If you follow fashion pages in any magazine then you’ll be familiar with jewellery designer Annie Haak. Her bracelets are a celeb must-have, seen on the likes of Victoria Beckham, Jodie Whittaker and Cheryl Tweedy.
What you may not know, however, is that Annie is a pretty inspirational woman.
I was lucky enough to meet the Annie Haak team at a press event a couple of years ago and I was blown away by her story and knew I wanted her to be in Celebrating Women.
Like many women of her age – she’s now 61 – Annie spent her early years as a married woman as a “housewife”. She married Johnnie when she was 21 and devoted her life to raising their three children.
That all changed when she was 50 – and not, initially, in a positive way. Her husband Johnnie had a terrible motorbike accident in Bali while visiting their daughter, who was working on the island. It left him critically injured and he suffered two brain haemorrhages.
Annie heard the news over the phone, back at the family’s farm in the UK. From having spent most of her life on the farm – indeed, barely travelling at all – three hours after the call she was on a flight to Indonesia.
As if that wasn’t bad enough, a few months earlier, Annie had lost her parents and she’d also gone through a hysterectomy.
Now, my hormones have me up and down on a good day. No wonder Annie says it felt as if her whole world was falling apart.
But sometimes it takes the hardest moments of our lives to show us what we’re made of and this was certainly true for Annie.
Light in the darkness
Being in Bali, where few people spoke English and her husband was battling for her life, was terrifying, she says, but it also made her grow up quickly.
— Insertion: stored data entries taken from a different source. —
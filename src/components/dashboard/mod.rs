//! Dashboard: summary cards, charts and today's citas.

use leptos::*;
use leptos_router::A;

use crate::client::{self, Cita, CitaPorDia, CitasMes, DashboardData};
use crate::components::common::{whatsapp_link, Cargando, EstadoCitaBadge};
use crate::utils::fechas::formatear_fecha;

#[component]
pub fn DashboardPage() -> impl IntoView {
    let (datos, set_datos) = create_signal(Option::<DashboardData>::None);
    let (error, set_error) = create_signal(Option::<String>::None);

    create_effect(move |_| {
        spawn_local(async move {
            match client::dashboard().await {
                Ok(d) => set_datos.set(Some(d)),
                Err(e) => set_error.set(Some(e.to_string())),
            }
        });
    });

    view! {
        <div class="space-y-6">
            <h1 class="text-2xl font-bold text-slate-800">"Dashboard"</h1>
            {move || error.get().map(|e| view! {
                <div class="p-3 bg-red-50 border border-red-200 rounded-lg text-red-600 text-sm">{e}</div>
            })}
            {move || match datos.get() {
                None => view! { <Cargando /> }.into_view(),
                Some(d) => view! { <DashboardContenido datos=d /> }.into_view(),
            }}
        </div>
    }
}

#[component]
fn DashboardContenido(datos: DashboardData) -> impl IntoView {
    let citas_mes = datos.citas_este_mes.clone().unwrap_or_default();
    let alertas = datos.alertas;

    view! {
        <div class="grid grid-cols-2 lg:grid-cols-4 gap-4">
            <TarjetaResumen titulo="Citas hoy" valor=datos.citas_del_dia.len().to_string() />
            <TarjetaResumen titulo="Total pacientes" valor=datos.total_pacientes.to_string() />
            <TarjetaResumen titulo="Citas este mes" valor=citas_mes.total.to_string() />
            <TarjetaResumen titulo="Alertas" valor=alertas.len().to_string() />
        </div>

        {(!alertas.is_empty()).then(|| view! {
            <div class="space-y-2">
                {alertas.into_iter().map(|a| {
                    let clase = if a.tipo == "error" {
                        "bg-red-50 border-red-200 text-red-700"
                    } else {
                        "bg-amber-50 border-amber-200 text-amber-700"
                    };
                    view! {
                        <div class=format!("p-3 border rounded-lg text-sm {clase}")>{a.mensaje}</div>
                    }
                }).collect_view()}
            </div>
        })}

        <div class="grid lg:grid-cols-2 gap-6">
            <div class="bg-white rounded-xl shadow p-4">
                <h2 class="text-sm font-medium text-slate-500 mb-4">"Citas últimos 7 días"</h2>
                <GraficoBarras datos=datos.citas_por_dia />
            </div>
            <div class="bg-white rounded-xl shadow p-4">
                <h2 class="text-sm font-medium text-slate-500 mb-4">"Citas del mes por estado"</h2>
                <GraficoDona datos=citas_mes />
            </div>
        </div>

        <div class="grid lg:grid-cols-2 gap-6">
            <div class="bg-white rounded-xl shadow p-4">
                <h2 class="text-sm font-medium text-slate-500 mb-4">"Citas de hoy"</h2>
                {if datos.citas_del_dia.is_empty() {
                    view! { <p class="text-sm text-slate-400 py-4 text-center">"Sin citas para hoy"</p> }.into_view()
                } else {
                    datos.citas_del_dia.into_iter().map(|c| view! {
                        <FilaCitaHoy cita=c />
                    }).collect_view()
                }}
            </div>
            <div class="bg-white rounded-xl shadow p-4">
                <h2 class="text-sm font-medium text-slate-500 mb-4">"Pacientes recientes"</h2>
                {if datos.pacientes_recientes.is_empty() {
                    view! { <p class="text-sm text-slate-400 py-4 text-center">"Sin pacientes"</p> }.into_view()
                } else {
                    datos.pacientes_recientes.into_iter().map(|p| {
                        let nombre = p.nombre_completo();
                        view! {
                            <A
                                href=format!("/pacientes/{}", p.id)
                                class="block px-3 py-2 rounded-lg hover:bg-slate-50 text-sm text-slate-700"
                            >
                                {nombre}
                            </A>
                        }
                    }).collect_view()
                }}
            </div>
        </div>
    }
}

#[component]
fn TarjetaResumen(titulo: &'static str, valor: String) -> impl IntoView {
    view! {
        <div class="bg-white rounded-xl shadow p-4">
            <div class="text-xs text-slate-500 uppercase tracking-wide">{titulo}</div>
            <div class="text-2xl font-bold text-slate-800 mt-1">{valor}</div>
        </div>
    }
}

/// One row of today's citas: hora, paciente, estado, reminder and WhatsApp.
#[component]
fn FilaCitaHoy(cita: Cita) -> impl IntoView {
    let (estado_envio, set_estado_envio) = create_signal(Option::<String>::None);
    let cita_id = cita.id.clone();

    let enviar = move |_| {
        let id = cita_id.clone();
        spawn_local(async move {
            let mensaje = match client::cita_enviar_recordatorio(&id).await {
                Ok(r) if r.enviado => "✓ Enviado".to_string(),
                Ok(r) => r.mensaje,
                Err(e) => e.to_string(),
            };
            set_estado_envio.set(Some(mensaje));
            gloo_timers::callback::Timeout::new(4_000, move || {
                set_estado_envio.set(None);
            })
            .forget();
        });
    };

    let telefono = cita.paciente.telefono.clone();
    let nombre = cita.paciente.nombre_completo();
    let paciente_id = cita.paciente.id.clone();

    view! {
        <div class="flex items-center justify-between px-3 py-2 rounded-lg hover:bg-slate-50">
            <div class="min-w-0">
                <div class="flex items-center gap-2 text-sm">
                    <span class="font-mono text-slate-500">
                        {format!("{} - {}", cita.hora_inicio, cita.hora_fin)}
                    </span>
                    <A href=format!("/pacientes/{paciente_id}") class="font-medium text-slate-700 hover:text-[#5fb3b0] truncate">
                        {nombre}
                    </A>
                    <EstadoCitaBadge estado=cita.estado.clone() />
                </div>
                {cita.motivo.clone().map(|m| view! {
                    <p class="text-xs text-slate-400 truncate">{m}</p>
                })}
            </div>
            <div class="flex items-center gap-2 shrink-0">
                {move || estado_envio.get().map(|m| view! {
                    <span class="text-xs text-[#5fb3b0]">{m}</span>
                })}
                <button
                    class="text-xs px-2 py-1 rounded border border-slate-200 text-slate-600 hover:border-[#5fb3b0]"
                    on:click=enviar
                >
                    "Recordatorio"
                </button>
                {telefono.map(|t| view! {
                    <a
                        href=whatsapp_link(&t)
                        target="_blank"
                        class="text-xs px-2 py-1 rounded border border-green-200 text-green-600 hover:bg-green-50"
                    >
                        "WhatsApp"
                    </a>
                })}
            </div>
        </div>
    }
}

/// Bar chart of citas per day, drawn as plain SVG.
#[component]
fn GraficoBarras(datos: Vec<CitaPorDia>) -> impl IntoView {
    if datos.is_empty() {
        return view! { <p class="text-sm text-slate-400 py-8 text-center">"Sin datos"</p> }.into_view();
    }
    let max = datos.iter().map(|d| d.total).max().unwrap_or(1).max(1) as f64;
    let ancho = 280.0;
    let alto = 120.0;
    let paso = ancho / datos.len() as f64;
    let barra_ancho = (paso * 0.6).min(28.0);

    view! {
        <svg viewBox=format!("0 0 {ancho} {}", alto + 18.0) class="w-full">
            {datos.into_iter().enumerate().map(|(i, d)| {
                let h = (d.total as f64 / max) * (alto - 8.0);
                let x = i as f64 * paso + (paso - barra_ancho) / 2.0;
                let y = alto - h;
                let etiqueta = formatear_fecha(&d.fecha)
                    .split('/')
                    .take(2)
                    .collect::<Vec<_>>()
                    .join("/");
                view! {
                    <g>
                        <rect
                            x=format!("{x:.1}")
                            y=format!("{y:.1}")
                            width=format!("{barra_ancho:.1}")
                            height=format!("{h:.1}")
                            rx="3"
                            fill="#5fb3b0"
                        />
                        <text
                            x=format!("{:.1}", x + barra_ancho / 2.0)
                            y=format!("{:.1}", alto + 12.0)
                            text-anchor="middle"
                            font-size="8"
                            fill="#94a3b8"
                        >
                            {etiqueta}
                        </text>
                        {(d.total > 0).then(|| view! {
                            <text
                                x=format!("{:.1}", x + barra_ancho / 2.0)
                                y=format!("{:.1}", y - 3.0)
                                text-anchor="middle"
                                font-size="8"
                                fill="#64748b"
                            >
                                {d.total}
                            </text>
                        })}
                    </g>
                }
            }).collect_view()}
        </svg>
    }
    .into_view()
}

/// Donut chart of the month's citas by estado, using stroke arcs.
#[component]
fn GraficoDona(datos: CitasMes) -> impl IntoView {
    let segmentos: Vec<(&str, u32, &str)> = vec![
        ("Pendientes", datos.pendientes, "#eab308"),
        ("Confirmadas", datos.confirmadas, "#5fb3b0"),
        ("Atendidas", datos.atendidas, "#22c55e"),
        ("Canceladas", datos.canceladas, "#ef4444"),
    ]
    .into_iter()
    .filter(|(_, v, _)| *v > 0)
    .collect();

    let total: u32 = segmentos.iter().map(|(_, v, _)| v).sum();
    if total == 0 {
        return view! { <p class="text-sm text-slate-400 py-8 text-center">"Sin citas este mes"</p> }.into_view();
    }

    let radio = 50.0_f64;
    let circ = 2.0 * std::f64::consts::PI * radio;
    let mut offset = 0.0_f64;
    let arcos = segmentos
        .iter()
        .map(|(_, v, color)| {
            let largo = *v as f64 / total as f64 * circ;
            let arco = view! {
                <circle
                    cx="70"
                    cy="70"
                    r=format!("{radio}")
                    fill="none"
                    stroke=*color
                    stroke-width="22"
                    stroke-dasharray=format!("{largo:.2} {circ:.2}")
                    stroke-dashoffset=format!("{:.2}", -offset)
                    transform="rotate(-90 70 70)"
                />
            };
            offset += largo;
            arco
        })
        .collect_view();

    view! {
        <div class="flex items-center gap-6">
            <svg viewBox="0 0 140 140" class="w-36 h-36 shrink-0">
                {arcos}
                <text x="70" y="74" text-anchor="middle" font-size="18" font-weight="bold" fill="#334155">
                    {total}
                </text>
            </svg>
            <div class="space-y-1 text-sm">
                {segmentos.into_iter().map(|(label, v, color)| view! {
                    <div class="flex items-center gap-2">
                        <span class="w-3 h-3 rounded-full" style=format!("background-color: {color}")></span>
                        <span class="text-slate-600">{label}</span>
                        <span class="text-slate-400">{v}</span>
                    </div>
                }).collect_view()}
            </div>
        </div>
    }
    .into_view()
}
Over the next few days, as she travelled back and forth to the hospital and sat by Johnnie’s bedside, she began to sketch to occupy her mind. She’d always drawn, but mainly as a hobby – something to bring joy to her family.
She began thinking of her parents and the charm bracelet they’d once given her. Unsurprisingly, given all she was going through, her thoughts were also on higher powers, the need for a guardian angel to look after them. Together, the two ideas began to come together.
And then she found her guardian angel.
Not a rich benefactor who put everything right with a swipe of his credit card, but the taxi driver who used to take her to the hospital.
During one of their chats, he mentioned that his brother was a silversmith. Annie showed the man her designs and asked her to make them. It felt like a good omen, she says.
It was. Not long after, she was told that Johnnie would be okay.
No wonder she cried when she picked up her first collection of bracelets.
Feeling that fate was showing her the road to take – and falling in love with Bali – she put in another order before they returned to the UK.
Annie Haak Designs: from the garden shed to the world
Back at her garden shed, she designed her first collection – the stacking bracelets for which she would become famous, each with a mantra or symbol inside to represent Bali’s ethos of luck, love, protection strength and wellbeing.
If this was a Hollywood film – and let’s face it, Annie Haak’s story would make a cracking script – then that would be it: fade into a happy ending.
Real life isn’t quite like that and Annie admits the early days were hard, with many sleepless nights as they remortgaged their home to raise funds for the business.
But little by little, her collections took off and soon she had moved out of the shed into the house and eventually into her own studio with a multi-million pound business.
Her designs now cover bracelets, necklaces, rings and earrings, all with the same ethos.
If you look at Annie’s designs, you can see how Bali still influences her work – the flora and fauna, the people, Balinese culture and the colour and patterns. She is there most of the year now, still working with that same silversmith, and after once hardly ever leaving her farm, she says she can see herself retiring on the Indonesian island (Johnnie, who is fit and well, has already done so).
Now you understand why I was so blown away when I met Annie’s team and why I wanted to share her story on 50Sense.
One of my favourite sayings is: “The darkest hour is just before dawn” and it is a saying that has often got me going through tough times. Sometimes we need fate to shake our lives up and show us how strong we really are. Annie learnt that in spades and says going to Bali gave her a new chapter in life.
If I had to describe Annie Haak Designs in only one word, it would be “understated”, which I love. They’re classic, contemporary, timeless pieces that are ideal whether you’re dressing down in jeans and a tee (my signature look) or an LBD (my other signature look!).
Most of all, they’re feminine without being girly – I’m a sucker for rose gold – and her charms are pretty, delicate and subtle. (Do you rmember those old clanking charm bracelets of the 1980s? A friend had one and I could barely hear her over the noise the boots and top hats and cats would make as they bashed together with each hand movement!)
If you’re after jewellery for people who know their style, whether they’re 12, 20 or (almost) 52, then this is for you.